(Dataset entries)
-------------------------

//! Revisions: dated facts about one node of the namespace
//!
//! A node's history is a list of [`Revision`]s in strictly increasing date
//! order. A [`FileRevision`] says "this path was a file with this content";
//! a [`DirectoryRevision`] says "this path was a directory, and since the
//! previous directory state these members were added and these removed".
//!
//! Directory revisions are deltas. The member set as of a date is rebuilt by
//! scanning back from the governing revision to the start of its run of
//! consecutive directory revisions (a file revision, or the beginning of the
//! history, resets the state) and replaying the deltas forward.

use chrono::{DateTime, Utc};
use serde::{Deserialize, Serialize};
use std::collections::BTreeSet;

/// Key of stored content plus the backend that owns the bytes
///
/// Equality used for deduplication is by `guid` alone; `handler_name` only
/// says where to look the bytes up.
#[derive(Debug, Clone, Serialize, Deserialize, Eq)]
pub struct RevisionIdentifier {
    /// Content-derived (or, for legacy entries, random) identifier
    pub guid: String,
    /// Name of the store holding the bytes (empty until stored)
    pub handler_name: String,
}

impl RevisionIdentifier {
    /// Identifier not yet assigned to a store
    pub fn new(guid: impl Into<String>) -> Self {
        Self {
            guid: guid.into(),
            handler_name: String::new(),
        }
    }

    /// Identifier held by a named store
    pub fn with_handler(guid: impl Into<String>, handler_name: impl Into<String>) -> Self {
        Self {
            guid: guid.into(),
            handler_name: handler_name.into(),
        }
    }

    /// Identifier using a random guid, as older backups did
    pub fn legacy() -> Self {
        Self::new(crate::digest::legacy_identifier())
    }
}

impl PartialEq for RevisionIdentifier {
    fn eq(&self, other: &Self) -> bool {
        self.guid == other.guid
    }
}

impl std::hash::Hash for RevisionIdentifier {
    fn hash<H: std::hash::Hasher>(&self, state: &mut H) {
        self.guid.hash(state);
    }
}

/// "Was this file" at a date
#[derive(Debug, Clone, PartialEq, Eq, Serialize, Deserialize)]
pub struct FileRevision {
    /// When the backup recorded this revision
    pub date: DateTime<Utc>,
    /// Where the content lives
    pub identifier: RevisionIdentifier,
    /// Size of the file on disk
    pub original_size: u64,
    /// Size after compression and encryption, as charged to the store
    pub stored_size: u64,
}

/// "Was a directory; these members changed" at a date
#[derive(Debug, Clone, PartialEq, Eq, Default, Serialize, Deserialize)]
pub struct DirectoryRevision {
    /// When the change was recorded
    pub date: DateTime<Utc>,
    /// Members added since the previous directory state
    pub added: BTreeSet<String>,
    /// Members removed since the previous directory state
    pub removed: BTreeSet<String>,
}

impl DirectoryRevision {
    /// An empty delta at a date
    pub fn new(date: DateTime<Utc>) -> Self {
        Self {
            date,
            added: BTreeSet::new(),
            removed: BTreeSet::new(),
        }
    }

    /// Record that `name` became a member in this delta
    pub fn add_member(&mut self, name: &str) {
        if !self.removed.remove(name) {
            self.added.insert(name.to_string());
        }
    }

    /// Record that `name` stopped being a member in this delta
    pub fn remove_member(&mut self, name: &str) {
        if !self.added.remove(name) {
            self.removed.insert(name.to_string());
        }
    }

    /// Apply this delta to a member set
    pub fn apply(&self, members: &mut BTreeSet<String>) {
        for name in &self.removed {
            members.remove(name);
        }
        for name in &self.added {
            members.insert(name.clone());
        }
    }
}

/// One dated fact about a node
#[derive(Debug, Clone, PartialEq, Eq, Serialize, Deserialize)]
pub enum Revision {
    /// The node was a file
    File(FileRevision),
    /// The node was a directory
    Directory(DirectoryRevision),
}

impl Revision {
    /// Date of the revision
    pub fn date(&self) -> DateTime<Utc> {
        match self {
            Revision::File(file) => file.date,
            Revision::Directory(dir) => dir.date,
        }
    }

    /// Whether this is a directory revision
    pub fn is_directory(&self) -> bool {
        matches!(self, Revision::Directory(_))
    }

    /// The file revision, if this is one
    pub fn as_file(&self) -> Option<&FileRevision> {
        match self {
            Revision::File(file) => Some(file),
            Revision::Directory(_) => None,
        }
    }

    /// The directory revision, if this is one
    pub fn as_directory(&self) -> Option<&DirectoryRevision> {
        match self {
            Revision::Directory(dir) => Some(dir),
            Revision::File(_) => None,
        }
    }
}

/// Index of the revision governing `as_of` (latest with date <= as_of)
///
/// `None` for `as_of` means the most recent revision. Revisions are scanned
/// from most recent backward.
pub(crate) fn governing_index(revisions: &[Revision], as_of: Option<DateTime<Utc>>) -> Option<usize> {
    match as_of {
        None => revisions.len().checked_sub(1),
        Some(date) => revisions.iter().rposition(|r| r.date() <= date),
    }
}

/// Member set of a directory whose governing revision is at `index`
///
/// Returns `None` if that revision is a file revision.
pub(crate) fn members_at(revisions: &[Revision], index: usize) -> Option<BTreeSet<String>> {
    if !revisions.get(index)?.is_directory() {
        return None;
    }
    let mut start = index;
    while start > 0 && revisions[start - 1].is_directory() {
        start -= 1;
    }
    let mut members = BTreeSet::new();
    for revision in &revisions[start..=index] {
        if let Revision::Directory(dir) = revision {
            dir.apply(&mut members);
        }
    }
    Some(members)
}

-------------------------

For each record above, print an exact copy.

//! Revisions: dated facts about one node of the namespace
//!
//! A node's history is a list of [`Revision`]s in strictly increasing date
//! order. A [`FileRevision`] says "this path was a file with this content";
//! a [`DirectoryRevision`] says "this path was a directory, and since the
//! previous directory state these members were added and these removed".
//!
//! Directory revisions are deltas. The member set as of a date is rebuilt by
//! scanning back from the governing revision to the start of its run of
//! consecutive directory revisions (a file revision, or the beginning of the
//! history, resets the state) and replaying the deltas forward.

use chrono::{DateTime, Utc};
use serde::{Deserialize, Serialize};
use std::collections::BTreeSet;

/// Key of stored content plus the backend that owns the bytes
///
/// Equality used for deduplication is by `guid` alone; `handler_name` only
/// says where to look the bytes up.
#[derive(Debug, Clone, Serialize, Deserialize, Eq)]
pub struct RevisionIdentifier {
    /// Content-derived (or, for legacy entries, random) identifier
    pub guid: String,
    /// Name of the store holding the bytes (empty until stored)
    pub handler_name: String,
}

impl RevisionIdentifier {
    /// Identifier not yet assigned to a store
    pub fn new(guid: impl Into<String>) -> Self {
        Self {
            guid: guid.into(),
            handler_name: String::new(),
        }
    }

    /// Identifier held by a named store
    pub fn with_handler(guid: impl Into<String>, handler_name: impl Into<String>) -> Self {
        Self {
            guid: guid.into(),
            handler_name: handler_name.into(),
        }
    }

    /// Identifier using a random guid, as older backups did
    pub fn legacy() -> Self {
        Self::new(crate::digest::legacy_identifier())
    }
}

impl PartialEq for RevisionIdentifier {
    fn eq(&self, other: &Self) -> bool {
        self.guid == other.guid
    }
}

impl std::hash::Hash for RevisionIdentifier {
    fn hash<H: std::hash::Hasher>(&self, state: &mut H) {
        self.guid.hash(state);
    }
}

/// "Was this file" at a date
#[derive(Debug, Clone, PartialEq, Eq, Serialize, Deserialize)]
pub struct FileRevision {
    /// When the backup recorded this revision
    pub date: DateTime<Utc>,
    /// Where the content lives
    pub identifier: RevisionIdentifier,
    /// Size of the file on disk
    pub original_size: u64,
    /// Size after compression and encryption, as charged to the store
    pub stored_size: u64,
}

/// "Was a directory; these members changed" at a date
#[derive(Debug, Clone, PartialEq, Eq, Default, Serialize, Deserialize)]
pub struct DirectoryRevision {
    /// When the change was recorded
    pub date: DateTime<Utc>,
    /// Members added since the previous directory state
    pub added: BTreeSet<String>,
    /// Members removed since the previous directory state
    pub removed: BTreeSet<String>,
}

impl DirectoryRevision {
    /// An empty delta at a date
    pub fn new(date: DateTime<Utc>) -> Self {
        Self {
            date,
            added: BTreeSet::new(),
            removed: BTreeSet::new(),
        }
    }

    /// Record that `name` became a member in this delta
    pub fn add_member(&mut self, name: &str) {
        if !self.removed.remove(name) {
            self.added.insert(name.to_string());
        }
    }

    /// Record that `name` stopped being a member in this delta
    pub fn remove_member(&mut self, name: &str) {
        if !self.added.remove(name) {
            self.removed.insert(name.to_string());
        }
    }

    /// Apply this delta to a member set
    pub fn apply(&self, members: &mut BTreeSet<String>) {
        for name in &self.removed {
            members.remove(name);
        }
        for name in &self.added {
            members.insert(name.clone());
        }
    }
}

/// One dated fact about a node
#[derive(Debug, Clone, PartialEq, Eq, Serialize, Deserialize)]
pub enum Revision {
    /// The node was a file
    File(FileRevision),
    /// The node was a directory
    Directory(DirectoryRevision),
}

impl Revision {
    /// Date of the revision
    pub fn date(&self) -> DateTime<Utc> {
        match self {
            Revision::File(file) => file.date,
            Revision::Directory(dir) => dir.date,
        }
    }

    /// Whether this is a directory revision
    pub fn is_directory(&self) -> bool {
        matches!(self, Revision::Directory(_))
    }

    /// The file revision, if this is one
    pub fn as_file(&self) -> Option<&FileRevision> {
        match self {
            Revision::File(file) => Some(file),
            Revision::Directory(_) => None,
        }
    }

    /// The directory revision, if this is one
    pub fn as_directory(&self) -> Option<&DirectoryRevision> {
        match self {
            Revision::Directory(dir) => Some(dir),
            Revision::File(_) => None,
        }
    }
}

/// Index of the revision governing `as_of` (latest with date <= as_of)
///
/// `None` for `as_of` means the most recent revision. Revisions are scanned
/// from most recent backward.
pub(crate) fn governing_index(revisions: &[Revision], as_of: Option<DateTime<Utc>>) -> Option<usize> {
    match as_of {
        None => revisions.len().checked_sub(1),
        Some(date) => revisions.iter().rposition(|r| r.date() <= date),
    }
}

/// Member set of a directory whose governing revision is at `index`
///
/// Returns `None` if that revision is a file revision.
pub(crate) fn members_at(revisions: &[Revision], index: usize) -> Option<BTreeSet<String>> {
    if !revisions.get(index)?.is_directory() {
        return None;
    }
    let mut start = index;
    while start > 0 && revisions[start - 1].is_directory() {
        start -= 1;
    }
    let mut members = BTreeSet::new();
    for revision in &revisions[start..=index] {
        if let Revision::Directory(dir) = revision {
            dir.apply(&mut members);
        }
    }
    Some(members)
}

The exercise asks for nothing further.